Translated by Giulia Cowie

Mentored by Antoinette La Vecchia

Presented in collaboration with Hystrio Scritture di Scena at Casa Italiana Zerilli-Marimo’ at NYU

24 W 12th St., Manhattan, NYC

May 9, 2025

Antoinette LaVecchia, Alice Lussiana Parente, Giacoma Bonello, Giulia Cowie, Max Katz. Photo courtesy of In Scena!
There exists a rich tradition of women writers such as Angela Carter, Anne Sexton, Mohale Mashigo, and A. A. Balaskovits, to name a very few, reworking or reimagining fairy tales in a feminist vein. Chiara Arrigoni's play Pelle, translated as Skin in English, joins this tradition, drawing on the fairy tale trope of shapeshifting by donning a skin while avoiding reduction of the potential meanings of this "skin" to any single signification. Rather, it in fact multiplies the "skins" which the play's women must or choose to wear. Focusing on three sisters and their mother during a time of important change in their lives, Pelle fashions a compellingly potent amalgam of naturalistic relationships, contemporary anxieties, and dark fairy tale elements. The staged reading of Pelle was presented as part of the 2025 In Scena! Italian Theater Festival, which runs from May 5th through 18th, with performances in all five boroughs, almost all of which are free with an RSVP.
 
Pelle is part of the third iteration of In Scena!’s translation and adaptation mentorship, presented in collaboration with preeminent Italian theater magazine Hystrio Scritture di Scena. The playwright awarded the mentorship each year travels to New York City to adapt the winning play into an English version in collaboration with a local playwright and a translator–this year, Italian American playwright and actress Antoinette LaVecchia and official translator for the Hystrio Scritture di Scena Mentorship Giulia Cowie, respectively, both of whom also took part in the staged reading of the adaptation. In a pre-show discussion, Arrigoni explained that she took inspiration from a specific fairy tale figure but wanted to keep the family secret that is central to the play ambiguous, giving it wider resonance, and described her desire to explore womanhood as simultaneously monstrous and marvelous. She, LaVecchia, and Cowie also talked about the intensity of the translation and adaptation process, which included several long meetings, the challenges of keeping the feeling and poetry of the original while transposing the play into a more direct American idiom, and the ways in which the adaptation process thrives on multiple perspectives, causing even the playwright to see her original work with new eyes.

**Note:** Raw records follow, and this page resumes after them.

#[cfg(test)]
mod tests {
    use super::*;
    use crate::testing::Switchboard;

    fn identity(name: &str) -> JoinPayload {
        JoinPayload {
            name: name.into(),
            platform: "test".into(),
        }
    }

    fn fast_config(max_attempts: u32) -> SignalingConfig {
        SignalingConfig {
            reconnect: ReconnectPolicy {
                base_delay: Duration::from_millis(10),
                max_delay: Duration::from_millis(40),
                max_attempts,
            },
            ping_interval: Duration::from_secs(25),
        }
    }

    async fn next_matching<F>(rx: &mut mpsc::UnboundedReceiver<SignalEvent>, mut f: F) -> SignalEvent
    where
        F: FnMut(&SignalEvent) -> bool,
    {
        tokio::time::timeout(Duration::from_secs(5), async {
            loop {
                let ev = rx.recv().await.expect("event stream ended");
                if f(&ev) {
                    return ev;
                }
            }
        })
        .await
        .expect("timed out waiting for event")
    }

    #[test]
    fn test_decode_relayed_event() {
        let env = Envelope::decode(
            r#"{"type":"transfer-response","peerId":"a","payload":{"transferId":"t","accepted":true}}"#,
        )
        .unwrap();
        match decode_event(&env).unwrap() {
            Some(SignalEvent::TransferResponse { from, response }) => {
                assert_eq!(from, "a");
                assert!(response.accepted);
            }
            other => panic!("unexpected {other:?}"),
        }
    }

    #[test]
    fn test_decode_ignores_pong_and_unknown() {
        assert!(decode_event(&Envelope::new(MessageType::Pong)).unwrap().is_none());
        let env = Envelope::decode(r#"{"type":"mystery"}"#).unwrap();
        assert!(decode_event(&env).unwrap().is_none());
    }

    #[tokio::test]
    async fn test_join_sent_then_peers_received() {
        let board = Switchboard::new();
        let _a = SignalingChannel::spawn(board.connector("a"), identity("A"), fast_config(10));
        board.wait_joined("a").await;

        let b = SignalingChannel::spawn(board.connector("b"), identity("B"), fast_config(10));
        let mut events = b.subscribe();
        let ev = next_matching(&mut events, |e| matches!(e, SignalEvent::Peers(_))).await;
        match ev {
            SignalEvent::Peers(peers) => {
                assert_eq!(peers.len(), 1);
                assert_eq!(peers[0].name, "A");
            }
            _ => unreachable!(),
        }
    }

    #[tokio::test]
    async fn test_queued_messages_flushed_after_reconnect() {
        let board = Switchboard::new();
        let a = SignalingChannel::spawn(board.connector("a"), identity("A"), fast_config(10));
        let b = SignalingChannel::spawn(board.connector("b"), identity("B"), fast_config(10));
        board.wait_joined("a").await;
        board.wait_joined("b").await;
        let mut b_events = b.subscribe();

        board.set_offline("a", true);
        board.kick("a");
        a.wait_for(LinkState::Disconnected).await.unwrap();

        for i in 0..3 {
            let env = Envelope::with_payload(
                MessageType::TransferResponse,
                &TransferResponsePayload {
                    transfer_id: format!("t{i}"),
                    accepted: true,
                },
            )
            .unwrap()
            .to("b");
            a.send(env).unwrap();
        }

        board.set_offline("a", false);
        a.wait_for(LinkState::Connected).await.unwrap();

        let mut ids = Vec::new();
        while ids.len() < 3 {
            if let SignalEvent::TransferResponse { from, response } =
                next_matching(&mut b_events, |e| matches!(e, SignalEvent::TransferResponse { .. })).await
            {
                assert_eq!(from, "a");
                ids.push(response.transfer_id);
            }
        }
        assert_eq!(ids, vec!["t0", "t1", "t2"]);

        // join precedes the flushed traffic on the new link
        let sent = board.sent_by("a");
        let rejoin = sent.iter().rposition(|e| e.kind == MessageType::Join).unwrap();
        let first_flushed = sent.iter().position(|e| e.kind == MessageType::TransferResponse).unwrap();
        assert!(rejoin < first_flushed);
    }

    #[tokio::test]
    async fn test_gives_up_then_explicit_reconnect() {
        let board = Switchboard::new();
        board.set_offline("a", true);
        let a = SignalingChannel::spawn(board.connector("a"), identity("A"), fast_config(3));

        tokio::time::timeout(Duration::from_secs(5), async {
            while board.connect_attempts("a") < 4 {
                tokio::time::sleep(Duration::from_millis(5)).await;
            }
        })
        .await
        .unwrap();
        a.wait_for(LinkState::Disconnected).await.unwrap();

        // budget spent: no further attempts on its own
        tokio::time::sleep(Duration::from_millis(200)).await;
        assert_eq!(board.connect_attempts("a"), 4);

        board.set_offline("a", false);
        a.reconnect();
        a.wait_for(LinkState::Connected).await.unwrap();
    }

    #[tokio::test]
    async fn test_explicit_disconnect_does_not_reconnect() {
        let board = Switchboard::new();
        let a = SignalingChannel::spawn(board.connector("a"), identity("A"), fast_config(10));
        a.wait_for(LinkState::Connected).await.unwrap();

        a.disconnect();
        a.wait_for(LinkState::Closed).await.unwrap();
        tokio::time::sleep(Duration::from_millis(100)).await;
        assert_eq!(board.connect_attempts("a"), 1);
        assert_eq!(a.state(), LinkState::Closed);
    }
}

The play opens with a prologue listing a wide range of synonyms for skin and verbs for and categories of things that can be done to it, from cleaning to shedding to decorating to burying, before turning to the family on which the play focuses: sisters Anna (Alice Lussiana Parente), Bella (Giacoma Bonello), and Astrid (Giulia Cowie), and their mother (Antoinette LaVecchia). Career-oriented Anna and misfit Bella are, in different ways, lonely, but, after a lively conversation about, appropriately, skin care, Astrid announces that she is getting married to her boyfriend, Him (Max Katz). The general sibling reaction to this announcement can be summed up in Bella's contemptuous anger when Astrid introduces marriage into a storytelling game the sisters are playing with their mother, one family tradition if not the most consequential of them. Interspersed with scenes of Astrid and Him wrangling over guest lists and Him getting blindfolded and blind drunk at his bachelor party (a scene hilariously performed by Katz) are scenes in which the sisters' mother contemplates what sort of eulogy she wants and whether she wants to be visible at her own funeral, along with expressions of wishes by the sisters to, for example, grow fur and thorns or to enter (or return to) a state monstrous and beautiful, wild and free. Running through all of this is the question of whether to let Him in on the family's secret, passed down through its women and kept by each woman in a trunk; and the play's climax–unsparing in the moment and compassionate in its aftermath–sees Him taking on what might be seen as the woman's place in a Bluebeard tale.

In Bella's and Anna's displays of alienation–one telephones random strangers; one rewrites and rewrites her Tinder bio–in their suspicion of Astrid's decision to wed, in all three sisters' desire to live authentically, and in their mother's reflections on her mortality, the idea of "skin" assumes diverse forms and valences. A wedding dress is one kind of signifying skin, one's appearance laid out in a coffin another, as are one's self-presentation at work or on a dating app or in a romantic relationship; even the human body itself is imagined as a kind of shell or rind. Any symbolism is firmly anchored in the realism of the sometimes turbulent bonds of familial and sexual love, expressed by well drawn, nuanced characters rendered even more vivid by the talent of the cast of the staged reading. Given the rich, memorable world conjured by the reading, the next time we encounter Pelle, we hope that it is wearing the skin of a full New York production.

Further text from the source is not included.